What you have to do - Reproduce the entries. Match every word.
Data section below:
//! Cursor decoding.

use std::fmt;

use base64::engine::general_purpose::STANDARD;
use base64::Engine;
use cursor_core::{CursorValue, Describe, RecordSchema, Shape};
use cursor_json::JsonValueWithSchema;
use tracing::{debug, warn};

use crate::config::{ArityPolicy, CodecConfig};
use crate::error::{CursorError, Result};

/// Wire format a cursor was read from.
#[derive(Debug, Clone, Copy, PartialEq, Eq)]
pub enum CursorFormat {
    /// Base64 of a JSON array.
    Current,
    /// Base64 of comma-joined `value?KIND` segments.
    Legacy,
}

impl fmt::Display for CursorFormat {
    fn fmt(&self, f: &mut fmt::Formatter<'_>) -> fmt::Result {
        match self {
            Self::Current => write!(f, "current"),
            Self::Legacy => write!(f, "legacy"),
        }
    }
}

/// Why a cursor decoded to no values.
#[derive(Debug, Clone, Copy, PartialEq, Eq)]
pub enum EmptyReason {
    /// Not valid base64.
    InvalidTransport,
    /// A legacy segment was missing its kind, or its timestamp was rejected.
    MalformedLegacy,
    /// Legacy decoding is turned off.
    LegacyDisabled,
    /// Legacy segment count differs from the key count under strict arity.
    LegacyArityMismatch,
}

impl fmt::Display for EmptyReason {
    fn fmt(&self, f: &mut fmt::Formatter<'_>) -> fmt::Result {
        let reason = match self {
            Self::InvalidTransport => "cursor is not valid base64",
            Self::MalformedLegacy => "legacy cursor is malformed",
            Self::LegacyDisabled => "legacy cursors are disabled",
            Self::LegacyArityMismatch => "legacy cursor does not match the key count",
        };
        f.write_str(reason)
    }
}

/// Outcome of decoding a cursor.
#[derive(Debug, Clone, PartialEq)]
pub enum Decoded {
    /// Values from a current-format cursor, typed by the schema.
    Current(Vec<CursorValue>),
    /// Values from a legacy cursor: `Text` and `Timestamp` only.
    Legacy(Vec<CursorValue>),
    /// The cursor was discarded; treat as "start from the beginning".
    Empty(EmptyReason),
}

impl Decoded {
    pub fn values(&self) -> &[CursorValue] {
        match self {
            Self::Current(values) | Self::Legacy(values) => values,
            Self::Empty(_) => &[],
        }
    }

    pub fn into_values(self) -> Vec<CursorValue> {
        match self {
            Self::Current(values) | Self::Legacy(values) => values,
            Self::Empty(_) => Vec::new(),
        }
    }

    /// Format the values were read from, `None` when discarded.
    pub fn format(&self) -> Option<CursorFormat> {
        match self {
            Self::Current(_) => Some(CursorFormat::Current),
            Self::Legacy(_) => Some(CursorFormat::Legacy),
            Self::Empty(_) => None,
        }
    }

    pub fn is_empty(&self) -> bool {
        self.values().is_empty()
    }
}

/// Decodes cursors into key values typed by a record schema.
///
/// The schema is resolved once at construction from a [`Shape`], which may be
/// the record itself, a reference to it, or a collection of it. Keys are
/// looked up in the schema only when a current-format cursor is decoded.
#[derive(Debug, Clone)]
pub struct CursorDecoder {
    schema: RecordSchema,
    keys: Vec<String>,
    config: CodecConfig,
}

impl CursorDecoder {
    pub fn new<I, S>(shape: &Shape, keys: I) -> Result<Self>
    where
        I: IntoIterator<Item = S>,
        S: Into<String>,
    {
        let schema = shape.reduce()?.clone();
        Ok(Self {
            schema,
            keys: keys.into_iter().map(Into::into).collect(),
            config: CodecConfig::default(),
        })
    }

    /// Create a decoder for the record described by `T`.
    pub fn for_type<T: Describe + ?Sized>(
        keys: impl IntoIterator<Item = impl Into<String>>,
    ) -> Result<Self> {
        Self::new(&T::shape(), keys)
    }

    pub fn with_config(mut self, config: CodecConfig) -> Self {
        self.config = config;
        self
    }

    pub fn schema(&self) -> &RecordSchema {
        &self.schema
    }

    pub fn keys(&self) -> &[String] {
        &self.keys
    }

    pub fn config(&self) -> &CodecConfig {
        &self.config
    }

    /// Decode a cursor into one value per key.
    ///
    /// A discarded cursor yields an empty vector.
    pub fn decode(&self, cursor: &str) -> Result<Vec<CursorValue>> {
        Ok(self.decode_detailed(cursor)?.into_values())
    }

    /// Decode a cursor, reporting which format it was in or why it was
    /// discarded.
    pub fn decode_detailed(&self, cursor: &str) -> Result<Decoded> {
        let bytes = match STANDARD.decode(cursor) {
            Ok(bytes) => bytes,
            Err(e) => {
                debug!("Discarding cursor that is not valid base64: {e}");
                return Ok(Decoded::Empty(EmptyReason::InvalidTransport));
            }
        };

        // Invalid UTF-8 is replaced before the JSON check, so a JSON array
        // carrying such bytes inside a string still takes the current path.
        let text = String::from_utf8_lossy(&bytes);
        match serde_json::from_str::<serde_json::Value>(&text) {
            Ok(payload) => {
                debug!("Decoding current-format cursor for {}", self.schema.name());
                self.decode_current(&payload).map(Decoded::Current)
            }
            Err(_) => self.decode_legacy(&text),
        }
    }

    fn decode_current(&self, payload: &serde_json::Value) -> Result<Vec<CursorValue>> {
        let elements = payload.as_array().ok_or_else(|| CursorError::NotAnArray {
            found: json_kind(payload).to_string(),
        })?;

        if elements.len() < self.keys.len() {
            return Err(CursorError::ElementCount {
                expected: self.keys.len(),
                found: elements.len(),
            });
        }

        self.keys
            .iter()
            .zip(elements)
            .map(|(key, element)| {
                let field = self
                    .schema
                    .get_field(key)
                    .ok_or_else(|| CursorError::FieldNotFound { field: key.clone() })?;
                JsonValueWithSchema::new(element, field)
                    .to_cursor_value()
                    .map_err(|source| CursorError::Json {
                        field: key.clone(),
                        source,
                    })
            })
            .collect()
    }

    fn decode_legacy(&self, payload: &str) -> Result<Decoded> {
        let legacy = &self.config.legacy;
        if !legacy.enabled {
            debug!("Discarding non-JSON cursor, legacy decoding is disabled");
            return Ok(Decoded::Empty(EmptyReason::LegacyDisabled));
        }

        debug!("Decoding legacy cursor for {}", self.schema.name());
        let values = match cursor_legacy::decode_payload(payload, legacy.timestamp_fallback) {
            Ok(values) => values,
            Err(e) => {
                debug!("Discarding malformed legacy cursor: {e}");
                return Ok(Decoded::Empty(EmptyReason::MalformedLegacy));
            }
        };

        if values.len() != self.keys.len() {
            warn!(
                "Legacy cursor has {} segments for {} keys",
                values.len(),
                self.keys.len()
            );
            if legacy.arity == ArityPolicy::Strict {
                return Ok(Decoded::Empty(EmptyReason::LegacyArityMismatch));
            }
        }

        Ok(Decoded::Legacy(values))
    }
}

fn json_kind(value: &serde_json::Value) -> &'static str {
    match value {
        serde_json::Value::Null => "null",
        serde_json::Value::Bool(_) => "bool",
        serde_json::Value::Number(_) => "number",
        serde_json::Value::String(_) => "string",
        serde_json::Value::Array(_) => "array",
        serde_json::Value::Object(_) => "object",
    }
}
End of Data section.
Response to this exercise -
//! Cursor decoding.

use std::fmt;

use base64::engine::general_purpose::STANDARD;
use base64::Engine;
use cursor_core::{CursorValue, Describe, RecordSchema, Shape};
use cursor_json::JsonValueWithSchema;
use tracing::{debug, warn};

use crate::config::{ArityPolicy, CodecConfig};
use crate::error::{CursorError, Result};

/// Wire format a cursor was read from.
#[derive(Debug, Clone, Copy, PartialEq, Eq)]
pub enum CursorFormat {
    /// Base64 of a JSON array.
    Current,
    /// Base64 of comma-joined `value?KIND` segments.
    Legacy,
}

impl fmt::Display for CursorFormat {
    fn fmt(&self, f: &mut fmt::Formatter<'_>) -> fmt::Result {
        match self {
            Self::Current => write!(f, "current"),
            Self::Legacy => write!(f, "legacy"),
        }
    }
}

/// Why a cursor decoded to no values.
#[derive(Debug, Clone, Copy, PartialEq, Eq)]
pub enum EmptyReason {
    /// Not valid base64.
    InvalidTransport,
    /// A legacy segment was missing its kind, or its timestamp was rejected.
    MalformedLegacy,
    /// Legacy decoding is turned off.
    LegacyDisabled,
    /// Legacy segment count differs from the key count under strict arity.
    LegacyArityMismatch,
}

impl fmt::Display for EmptyReason {
    fn fmt(&self, f: &mut fmt::Formatter<'_>) -> fmt::Result {
        let reason = match self {
            Self::InvalidTransport => "cursor is not valid base64",
            Self::MalformedLegacy => "legacy cursor is malformed",
            Self::LegacyDisabled => "legacy cursors are disabled",
            Self::LegacyArityMismatch => "legacy cursor does not match the key count",
        };
        f.write_str(reason)
    }
}

/// Outcome of decoding a cursor.
#[derive(Debug, Clone, PartialEq)]
pub enum Decoded {
    /// Values from a current-format cursor, typed by the schema.
    Current(Vec<CursorValue>),
    /// Values from a legacy cursor: `Text` and `Timestamp` only.
    Legacy(Vec<CursorValue>),
    /// The cursor was discarded; treat as "start from the beginning".
    Empty(EmptyReason),
}

impl Decoded {
    pub fn values(&self) -> &[CursorValue] {
        match self {
            Self::Current(values) | Self::Legacy(values) => values,
            Self::Empty(_) => &[],
        }
    }

    pub fn into_values(self) -> Vec<CursorValue> {
        match self {
            Self::Current(values) | Self::Legacy(values) => values,
            Self::Empty(_) => Vec::new(),
        }
    }

    /// Format the values were read from, `None` when discarded.
    pub fn format(&self) -> Option<CursorFormat> {
        match self {
            Self::Current(_) => Some(CursorFormat::Current),
            Self::Legacy(_) => Some(CursorFormat::Legacy),
            Self::Empty(_) => None,
        }
    }

    pub fn is_empty(&self) -> bool {
        self.values().is_empty()
    }
}

/// Decodes cursors into key values typed by a record schema.
///
/// The schema is resolved once at construction from a [`Shape`], which may be
/// the record itself, a reference to it, or a collection of it. Keys are
/// looked up in the schema only when a current-format cursor is decoded.
#[derive(Debug, Clone)]
pub struct CursorDecoder {
    schema: RecordSchema,
    keys: Vec<String>,
    config: CodecConfig,
}

impl CursorDecoder {
    pub fn new<I, S>(shape: &Shape, keys: I) -> Result<Self>
    where
        I: IntoIterator<Item = S>,
        S: Into<String>,
    {
        let schema = shape.reduce()?.clone();
        Ok(Self {
            schema,
            keys: keys.into_iter().map(Into::into).collect(),
            config: CodecConfig::default(),
        })
    }

    /// Create a decoder for the record described by `T`.
    pub fn for_type<T: Describe + ?Sized>(
        keys: impl IntoIterator<Item = impl Into<String>>,
    ) -> Result<Self> {
        Self::new(&T::shape(), keys)
    }

    pub fn with_config(mut self, config: CodecConfig) -> Self {
        self.config = config;
        self
    }

    pub fn schema(&self) -> &RecordSchema {
        &self.schema
    }

    pub fn keys(&self) -> &[String] {
        &self.keys
    }

    pub fn config(&self) -> &CodecConfig {
        &self.config
    }

    /// Decode a cursor into one value per key.
    ///
    /// A discarded cursor yields an empty vector.
    pub fn decode(&self, cursor: &str) -> Result<Vec<CursorValue>> {
        Ok(self.decode_detailed(cursor)?.into_values())
    }

    /// Decode a cursor, reporting which format it was in or why it was
    /// discarded.
    pub fn decode_detailed(&self, cursor: &str) -> Result<Decoded> {
        let bytes = match STANDARD.decode(cursor) {
            Ok(bytes) => bytes,
            Err(e) => {
                debug!("Discarding cursor that is not valid base64: {e}");
                return Ok(Decoded::Empty(EmptyReason::InvalidTransport));
            }
        };

        // Invalid UTF-8 is replaced before the JSON check, so a JSON array
        // carrying such bytes inside a string still takes the current path.
        let text = String::from_utf8_lossy(&bytes);
        match serde_json::from_str::<serde_json::Value>(&text) {
            Ok(payload) => {
                debug!("Decoding current-format cursor for {}", self.schema.name());
                self.decode_current(&payload).map(Decoded::Current)
            }
            Err(_) => self.decode_legacy(&text),
        }
    }

    fn decode_current(&self, payload: &serde_json::Value) -> Result<Vec<CursorValue>> {
        let elements = payload.as_array().ok_or_else(|| CursorError::NotAnArray {
            found: json_kind(payload).to_string(),
        })?;

        if elements.len() < self.keys.len() {
            return Err(CursorError::ElementCount {
                expected: self.keys.len(),
                found: elements.len(),
            });
        }

        self.keys
            .iter()
            .zip(elements)
            .map(|(key, element)| {
                let field = self
                    .schema
                    .get_field(key)
                    .ok_or_else(|| CursorError::FieldNotFound { field: key.clone() })?;
                JsonValueWithSchema::new(element, field)
                    .to_cursor_value()
                    .map_err(|source| CursorError::Json {
                        field: key.clone(),
                        source,
                    })
            })
            .collect()
    }

    fn decode_legacy(&self, payload: &str) -> Result<Decoded> {
        let legacy = &self.config.legacy;
        if !legacy.enabled {
            debug!("Discarding non-JSON cursor, legacy decoding is disabled");
            return Ok(Decoded::Empty(EmptyReason::LegacyDisabled));
        }

        debug!("Decoding legacy cursor for {}", self.schema.name());
        let values = match cursor_legacy::decode_payload(payload, legacy.timestamp_fallback) {
            Ok(values) => values,
            Err(e) => {
                debug!("Discarding malformed legacy cursor: {e}");
                return Ok(Decoded::Empty(EmptyReason::MalformedLegacy));
            }
        };

        if values.len() != self.keys.len() {
            warn!(
                "Legacy cursor has {} segments for {} keys",
                values.len(),
                self.keys.len()
            );
            if legacy.arity == ArityPolicy::Strict {
                return Ok(Decoded::Empty(EmptyReason::LegacyArityMismatch));
            }
        }

        Ok(Decoded::Legacy(values))
    }
}

fn json_kind(value: &serde_json::Value) -> &'static str {
    match value {
        serde_json::Value::Null => "null",
        serde_json::Value::Bool(_) => "bool",
        serde_json::Value::Number(_) => "number",
        serde_json::Value::String(_) => "string",
        serde_json::Value::Array(_) => "array",
        serde_json::Value::Object(_) => "object",
    }
}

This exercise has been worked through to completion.